Restate word for word each line of the data, starting at the one containing "cancel.cancel();" and running through the last.

* [Stored data entries]:
= = = =

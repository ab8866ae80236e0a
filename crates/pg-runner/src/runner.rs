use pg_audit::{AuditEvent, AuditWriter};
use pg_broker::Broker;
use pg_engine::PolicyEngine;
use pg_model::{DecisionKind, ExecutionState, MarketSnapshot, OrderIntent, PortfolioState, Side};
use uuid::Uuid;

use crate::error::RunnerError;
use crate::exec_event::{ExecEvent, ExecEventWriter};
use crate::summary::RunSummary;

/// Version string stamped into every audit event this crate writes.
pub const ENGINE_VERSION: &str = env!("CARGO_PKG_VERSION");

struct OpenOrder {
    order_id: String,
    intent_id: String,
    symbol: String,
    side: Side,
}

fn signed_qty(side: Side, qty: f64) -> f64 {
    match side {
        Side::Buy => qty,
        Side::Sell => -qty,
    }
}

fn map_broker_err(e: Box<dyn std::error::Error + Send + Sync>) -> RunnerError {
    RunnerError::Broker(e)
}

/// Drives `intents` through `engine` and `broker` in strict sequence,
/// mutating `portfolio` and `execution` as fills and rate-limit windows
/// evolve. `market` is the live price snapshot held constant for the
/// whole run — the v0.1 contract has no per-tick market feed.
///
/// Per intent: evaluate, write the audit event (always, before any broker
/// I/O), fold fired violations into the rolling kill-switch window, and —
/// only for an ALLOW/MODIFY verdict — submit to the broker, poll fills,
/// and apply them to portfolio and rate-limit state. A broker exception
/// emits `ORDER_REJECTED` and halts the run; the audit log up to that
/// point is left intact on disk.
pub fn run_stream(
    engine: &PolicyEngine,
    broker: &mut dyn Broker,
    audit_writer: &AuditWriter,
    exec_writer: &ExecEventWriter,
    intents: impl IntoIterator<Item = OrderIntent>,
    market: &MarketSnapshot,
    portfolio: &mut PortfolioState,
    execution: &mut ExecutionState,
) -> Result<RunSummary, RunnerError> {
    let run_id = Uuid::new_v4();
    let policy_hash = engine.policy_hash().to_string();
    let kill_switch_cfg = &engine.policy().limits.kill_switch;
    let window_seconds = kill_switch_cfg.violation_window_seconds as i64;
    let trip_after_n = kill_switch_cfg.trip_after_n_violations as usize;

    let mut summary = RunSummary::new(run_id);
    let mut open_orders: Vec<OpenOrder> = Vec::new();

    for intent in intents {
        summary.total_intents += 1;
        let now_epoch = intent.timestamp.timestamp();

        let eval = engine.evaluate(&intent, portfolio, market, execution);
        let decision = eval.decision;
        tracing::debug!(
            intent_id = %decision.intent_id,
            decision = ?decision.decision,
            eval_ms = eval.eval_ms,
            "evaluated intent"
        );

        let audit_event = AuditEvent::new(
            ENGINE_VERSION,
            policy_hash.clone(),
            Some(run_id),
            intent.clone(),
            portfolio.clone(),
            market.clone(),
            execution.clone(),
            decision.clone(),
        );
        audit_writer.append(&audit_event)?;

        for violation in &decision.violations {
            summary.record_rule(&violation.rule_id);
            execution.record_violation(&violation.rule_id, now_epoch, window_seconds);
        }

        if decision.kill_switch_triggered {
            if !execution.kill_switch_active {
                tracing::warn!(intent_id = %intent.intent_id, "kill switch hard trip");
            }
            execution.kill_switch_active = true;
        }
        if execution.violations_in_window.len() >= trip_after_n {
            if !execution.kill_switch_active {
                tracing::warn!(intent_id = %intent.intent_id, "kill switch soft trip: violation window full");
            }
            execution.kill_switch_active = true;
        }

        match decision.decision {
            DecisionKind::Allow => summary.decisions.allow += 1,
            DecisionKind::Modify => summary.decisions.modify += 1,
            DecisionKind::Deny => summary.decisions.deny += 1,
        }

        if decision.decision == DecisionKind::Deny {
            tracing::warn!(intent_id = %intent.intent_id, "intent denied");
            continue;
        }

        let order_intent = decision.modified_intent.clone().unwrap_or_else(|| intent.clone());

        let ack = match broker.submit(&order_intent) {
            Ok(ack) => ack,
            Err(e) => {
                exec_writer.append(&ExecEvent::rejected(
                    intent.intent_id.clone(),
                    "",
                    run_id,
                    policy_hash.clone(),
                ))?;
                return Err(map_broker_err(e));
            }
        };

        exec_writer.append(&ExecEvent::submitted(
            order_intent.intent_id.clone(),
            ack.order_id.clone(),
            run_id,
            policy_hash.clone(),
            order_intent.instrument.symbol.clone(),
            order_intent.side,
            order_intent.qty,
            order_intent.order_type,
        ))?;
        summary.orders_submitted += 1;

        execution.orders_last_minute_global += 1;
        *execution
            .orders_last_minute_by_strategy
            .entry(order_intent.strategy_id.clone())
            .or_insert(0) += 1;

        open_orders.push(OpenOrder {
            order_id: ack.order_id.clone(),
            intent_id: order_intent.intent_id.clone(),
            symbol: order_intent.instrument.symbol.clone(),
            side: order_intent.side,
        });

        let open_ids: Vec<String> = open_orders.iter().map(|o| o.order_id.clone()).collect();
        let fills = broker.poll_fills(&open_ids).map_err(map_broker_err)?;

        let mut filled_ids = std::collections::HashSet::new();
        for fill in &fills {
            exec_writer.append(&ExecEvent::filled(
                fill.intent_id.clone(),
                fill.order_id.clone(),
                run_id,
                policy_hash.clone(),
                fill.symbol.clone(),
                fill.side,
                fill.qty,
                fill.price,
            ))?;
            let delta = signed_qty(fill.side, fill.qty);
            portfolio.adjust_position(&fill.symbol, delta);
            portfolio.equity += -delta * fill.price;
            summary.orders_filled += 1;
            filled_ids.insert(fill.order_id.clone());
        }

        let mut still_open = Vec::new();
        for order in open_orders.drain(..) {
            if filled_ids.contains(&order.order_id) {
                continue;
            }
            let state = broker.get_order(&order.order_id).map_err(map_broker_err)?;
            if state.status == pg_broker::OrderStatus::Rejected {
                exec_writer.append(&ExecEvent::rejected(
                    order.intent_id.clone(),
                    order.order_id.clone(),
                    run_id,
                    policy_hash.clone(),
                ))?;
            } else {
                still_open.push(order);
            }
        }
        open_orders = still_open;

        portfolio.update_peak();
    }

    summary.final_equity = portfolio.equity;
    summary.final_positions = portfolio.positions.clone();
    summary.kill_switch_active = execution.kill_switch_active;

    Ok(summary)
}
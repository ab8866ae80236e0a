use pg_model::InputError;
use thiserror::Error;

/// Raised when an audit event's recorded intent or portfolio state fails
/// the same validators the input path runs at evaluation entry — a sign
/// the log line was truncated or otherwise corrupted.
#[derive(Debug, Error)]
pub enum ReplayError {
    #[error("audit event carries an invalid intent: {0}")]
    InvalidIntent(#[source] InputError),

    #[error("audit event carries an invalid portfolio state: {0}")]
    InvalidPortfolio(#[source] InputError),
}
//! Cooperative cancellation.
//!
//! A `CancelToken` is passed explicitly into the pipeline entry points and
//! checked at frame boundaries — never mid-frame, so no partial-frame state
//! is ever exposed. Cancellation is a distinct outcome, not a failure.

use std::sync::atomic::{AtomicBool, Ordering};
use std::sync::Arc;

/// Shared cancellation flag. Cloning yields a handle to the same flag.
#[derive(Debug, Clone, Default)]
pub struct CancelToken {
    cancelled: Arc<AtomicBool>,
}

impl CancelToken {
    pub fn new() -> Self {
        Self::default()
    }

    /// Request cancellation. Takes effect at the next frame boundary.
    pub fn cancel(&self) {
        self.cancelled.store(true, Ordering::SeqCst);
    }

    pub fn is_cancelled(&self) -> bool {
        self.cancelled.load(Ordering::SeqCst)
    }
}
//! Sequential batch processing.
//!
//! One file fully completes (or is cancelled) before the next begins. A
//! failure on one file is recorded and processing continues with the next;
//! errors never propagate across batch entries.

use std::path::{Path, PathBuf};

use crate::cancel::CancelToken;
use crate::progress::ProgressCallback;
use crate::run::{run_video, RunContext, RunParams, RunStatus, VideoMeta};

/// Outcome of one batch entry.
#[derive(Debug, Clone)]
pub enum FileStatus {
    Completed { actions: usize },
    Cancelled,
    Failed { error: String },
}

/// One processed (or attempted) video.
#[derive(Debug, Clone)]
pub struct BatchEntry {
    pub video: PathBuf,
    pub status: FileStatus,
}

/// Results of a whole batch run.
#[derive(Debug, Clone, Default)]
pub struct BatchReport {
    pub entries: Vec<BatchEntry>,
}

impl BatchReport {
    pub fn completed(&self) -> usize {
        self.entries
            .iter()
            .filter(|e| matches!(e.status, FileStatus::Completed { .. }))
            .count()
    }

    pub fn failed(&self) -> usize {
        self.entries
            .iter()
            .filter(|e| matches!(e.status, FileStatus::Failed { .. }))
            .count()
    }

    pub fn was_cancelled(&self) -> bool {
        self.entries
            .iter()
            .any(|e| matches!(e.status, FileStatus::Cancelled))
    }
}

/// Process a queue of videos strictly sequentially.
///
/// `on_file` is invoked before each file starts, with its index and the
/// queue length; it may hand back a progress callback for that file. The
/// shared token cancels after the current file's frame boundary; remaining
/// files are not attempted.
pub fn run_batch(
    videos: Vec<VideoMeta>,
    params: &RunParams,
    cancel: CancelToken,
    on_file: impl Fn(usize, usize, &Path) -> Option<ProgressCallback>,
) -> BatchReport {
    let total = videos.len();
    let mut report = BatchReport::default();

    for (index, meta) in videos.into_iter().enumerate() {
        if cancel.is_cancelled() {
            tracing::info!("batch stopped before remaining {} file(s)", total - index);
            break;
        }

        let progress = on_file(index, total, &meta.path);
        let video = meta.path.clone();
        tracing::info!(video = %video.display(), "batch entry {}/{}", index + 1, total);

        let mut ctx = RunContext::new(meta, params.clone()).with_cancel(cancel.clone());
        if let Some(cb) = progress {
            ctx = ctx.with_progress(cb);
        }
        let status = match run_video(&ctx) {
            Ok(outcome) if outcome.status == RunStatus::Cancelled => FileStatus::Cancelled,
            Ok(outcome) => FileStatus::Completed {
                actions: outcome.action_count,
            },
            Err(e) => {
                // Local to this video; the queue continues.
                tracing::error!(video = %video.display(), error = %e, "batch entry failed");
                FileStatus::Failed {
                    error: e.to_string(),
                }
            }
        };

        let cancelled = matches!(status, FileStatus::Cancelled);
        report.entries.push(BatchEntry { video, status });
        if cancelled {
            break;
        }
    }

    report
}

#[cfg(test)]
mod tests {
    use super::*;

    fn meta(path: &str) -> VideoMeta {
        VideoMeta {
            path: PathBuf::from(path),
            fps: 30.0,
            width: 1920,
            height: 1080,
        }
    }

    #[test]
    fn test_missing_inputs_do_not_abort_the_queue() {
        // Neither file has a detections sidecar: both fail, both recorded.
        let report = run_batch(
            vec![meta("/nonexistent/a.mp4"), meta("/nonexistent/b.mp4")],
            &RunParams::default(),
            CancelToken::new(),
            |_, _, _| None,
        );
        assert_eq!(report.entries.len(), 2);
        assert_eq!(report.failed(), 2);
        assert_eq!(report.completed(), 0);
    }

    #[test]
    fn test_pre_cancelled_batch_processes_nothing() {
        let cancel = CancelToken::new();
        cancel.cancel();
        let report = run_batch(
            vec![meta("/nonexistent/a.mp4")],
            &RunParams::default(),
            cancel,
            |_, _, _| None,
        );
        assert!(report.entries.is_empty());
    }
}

= = = =

* [Problem solution]:
        cancel.cancel();
        let report = run_batch(
            vec![meta("/nonexistent/a.mp4")],
            &RunParams::default(),
            cancel,
            |_, _, _| None,
        );
        assert!(report.entries.is_empty());
    }
}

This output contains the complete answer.